■ **Work order**
The answer must be every record below, reproduced exactly.

[[ Extracted information, beginning ]]

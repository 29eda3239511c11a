//! UseCase: 送信経路
//!
//! クライアントへの書き込みはすべてここを通る。送信前にエンベロープを検証し、
//! 宛先はレジストリから引く。宛先が閉じていれば何もしない（再送もキューも無い）。

use std::sync::{
    Arc,
    atomic::{AtomicUsize, Ordering},
};

use serde_json::Value;

use crate::{
    domain::{
        BusError, Connection, ConnectionRegistry, OutboundEnvelope, UNKNOWN_DISPLAY_NAME, UserId,
    },
    infrastructure::cache::DisplayNameCache,
};

/// 送信のユースケース
pub struct MessageBus {
    registry: Arc<dyn ConnectionRegistry>,
    display_names: Arc<DisplayNameCache>,
}

impl MessageBus {
    pub fn new(registry: Arc<dyn ConnectionRegistry>, display_names: Arc<DisplayNameCache>) -> Self {
        Self {
            registry,
            display_names,
        }
    }

    /// Validate `envelope` and write it to `connection` if the transport is open.
    pub fn send(&self, connection: &Connection, envelope: &OutboundEnvelope) -> Result<(), BusError> {
        let text = Self::serialize(envelope)?;
        Self::write(connection, text);
        Ok(())
    }

    /// Returns `false` when no game is registered.
    pub async fn send_to_game(
        &self,
        user_id: &UserId,
        display_name: Option<&str>,
        action: &str,
        data: Option<Value>,
    ) -> Result<bool, BusError> {
        let Some(game) = self.registry.game().await else {
            tracing::debug!(user_id = %user_id, action, "No game connection registered");
            return Ok(false);
        };
        let envelope = self.envelope(user_id, display_name, action, data).await;
        self.send(&game, &envelope)?;
        Ok(true)
    }

    /// Returns `false` when `user_id` has no extension connection.
    pub async fn send_to_user(
        &self,
        user_id: &UserId,
        display_name: Option<&str>,
        action: &str,
        data: Option<Value>,
    ) -> Result<bool, BusError> {
        let Some(connection) = self.registry.lookup_extension(user_id).await else {
            tracing::debug!(user_id = %user_id, action, "No extension connection for user");
            return Ok(false);
        };
        let envelope = self.envelope(user_id, display_name, action, data).await;
        self.send(&connection, &envelope)?;
        Ok(true)
    }

    /// Send the same envelope to every extension connection.
    ///
    /// Returns the number of connections written to.
    pub async fn broadcast_to_extensions(
        &self,
        user_id: &UserId,
        display_name: Option<&str>,
        action: &str,
        data: Option<Value>,
    ) -> Result<usize, BusError> {
        let envelope = self.envelope(user_id, display_name, action, data).await;
        let text = Self::serialize(&envelope)?;
        let delivered = AtomicUsize::new(0);
        self.registry
            .for_each_extension(&|_, connection| {
                if Self::write(connection, text.clone()) {
                    delivered.fetch_add(1, Ordering::Relaxed);
                }
            })
            .await;
        Ok(delivered.into_inner())
    }

    /// Caller-supplied name, else the cached one, else `"Unknown"`.
    pub async fn display_name_for(&self, user_id: &UserId, supplied: Option<&str>) -> String {
        if let Some(name) = supplied.filter(|name| !name.trim().is_empty()) {
            return name.to_string();
        }
        self.display_names
            .get(user_id)
            .await
            .unwrap_or_else(|| UNKNOWN_DISPLAY_NAME.to_string())
    }

    async fn envelope(
        &self,
        user_id: &UserId,
        display_name: Option<&str>,
        action: &str,
        data: Option<Value>,
    ) -> OutboundEnvelope {
        let display_name = self.display_name_for(user_id, display_name).await;
        OutboundEnvelope::new(user_id, display_name, action, data)
    }

    fn serialize(envelope: &OutboundEnvelope) -> Result<String, BusError> {
        if envelope.user.id.is_empty() {
            return Err(BusError::EmptyField("user.id"));
        }
        if envelope.action.is_empty() {
            return Err(BusError::EmptyField("action"));
        }
        Ok(serde_json::to_string(envelope)?)
    }

    fn write(connection: &Connection, text: String) -> bool {
        if !connection.is_open() {
            tracing::debug!(connection_id = %connection.id(), "Skipping write to closed connection");
            return false;
        }
        match connection.send_text(text) {
            Ok(()) => true,
            Err(e) => {
                tracing::debug!(connection_id = %connection.id(), error = %e, "Write failed");
                false
            }
        }
    }
}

[[ Extracted information, end ]]

■ **Answer for this exercise**
repository 29eda3239511c11a
//! UseCase: 送信経路
//!
//! クライアントへの書き込みはすべてここを通る。送信前にエンベロープを検証し、
//! 宛先はレジストリから引く。宛先が閉じていれば何もしない（再送もキューも無い）。

use std::sync::{
    Arc,
    atomic::{AtomicUsize, Ordering},
};

use serde_json::Value;

use crate::{
    domain::{
        BusError, Connection, ConnectionRegistry, OutboundEnvelope, UNKNOWN_DISPLAY_NAME, UserId,
    },
    infrastructure::cache::DisplayNameCache,
};

/// 送信のユースケース
pub struct MessageBus {
    registry: Arc<dyn ConnectionRegistry>,
    display_names: Arc<DisplayNameCache>,
}

impl MessageBus {
    pub fn new(registry: Arc<dyn ConnectionRegistry>, display_names: Arc<DisplayNameCache>) -> Self {
        Self {
            registry,
            display_names,
        }
    }

    /// Validate `envelope` and write it to `connection` if the transport is open.
    pub fn send(&self, connection: &Connection, envelope: &OutboundEnvelope) -> Result<(), BusError> {
        let text = Self::serialize(envelope)?;
        Self::write(connection, text);
        Ok(())
    }

    /// Returns `false` when no game is registered.
    pub async fn send_to_game(
        &self,
        user_id: &UserId,
        display_name: Option<&str>,
        action: &str,
        data: Option<Value>,
    ) -> Result<bool, BusError> {
        let Some(game) = self.registry.game().await else {
            tracing::debug!(user_id = %user_id, action, "No game connection registered");
            return Ok(false);
        };
        let envelope = self.envelope(user_id, display_name, action, data).await;
        self.send(&game, &envelope)?;
        Ok(true)
    }

    /// Returns `false` when `user_id` has no extension connection.
    pub async fn send_to_user(
        &self,
        user_id: &UserId,
        display_name: Option<&str>,
        action: &str,
        data: Option<Value>,
    ) -> Result<bool, BusError> {
        let Some(connection) = self.registry.lookup_extension(user_id).await else {
            tracing::debug!(user_id = %user_id, action, "No extension connection for user");
            return Ok(false);
        };
        let envelope = self.envelope(user_id, display_name, action, data).await;
        self.send(&connection, &envelope)?;
        Ok(true)
    }

    /// Send the same envelope to every extension connection.
    ///
    /// Returns the number of connections written to.
    pub async fn broadcast_to_extensions(
        &self,
        user_id: &UserId,
        display_name: Option<&str>,
        action: &str,
        data: Option<Value>,
    ) -> Result<usize, BusError> {
        let envelope = self.envelope(user_id, display_name, action, data).await;
        let text = Self::serialize(&envelope)?;
        let delivered = AtomicUsize::new(0);
        self.registry
            .for_each_extension(&|_, connection| {
                if Self::write(connection, text.clone()) {
                    delivered.fetch_add(1, Ordering::Relaxed);
                }
            })
            .await;
        Ok(delivered.into_inner())
    }

    /// Caller-supplied name, else the cached one, else `"Unknown"`.
    pub async fn display_name_for(&self, user_id: &UserId, supplied: Option<&str>) -> String {
        if let Some(name) = supplied.filter(|name| !name.trim().is_empty()) {
            return name.to_string();
        }
        self.display_names
            .get(user_id)
            .await
            .unwrap_or_else(|| UNKNOWN_DISPLAY_NAME.to_string())
    }

    async fn envelope(
        &self,
        user_id: &UserId,
        display_name: Option<&str>,
        action: &str,
        data: Option<Value>,
    ) -> OutboundEnvelope {
        let display_name = self.display_name_for(user_id, display_name).await;
        OutboundEnvelope::new(user_id, display_name, action, data)
    }

    fn serialize(envelope: &OutboundEnvelope) -> Result<String, BusError> {
        if envelope.user.id.is_empty() {
            return Err(BusError::EmptyField("user.id"));
        }
        if envelope.action.is_empty() {
            return Err(BusError::EmptyField("action"));
        }
        Ok(serde_json::to_string(envelope)?)
    }

    fn write(connection: &Connection, text: String) -> bool {
        if !connection.is_open() {
            tracing::debug!(connection_id = %connection.id(), "Skipping write to closed connection");
            return false;
        }
        match connection.send_text(text) {
            Ok(()) => true,
            Err(e) => {
                tracing::debug!(connection_id = %connection.id(), error = %e, "Write failed");
                false
            }
        }
    }
}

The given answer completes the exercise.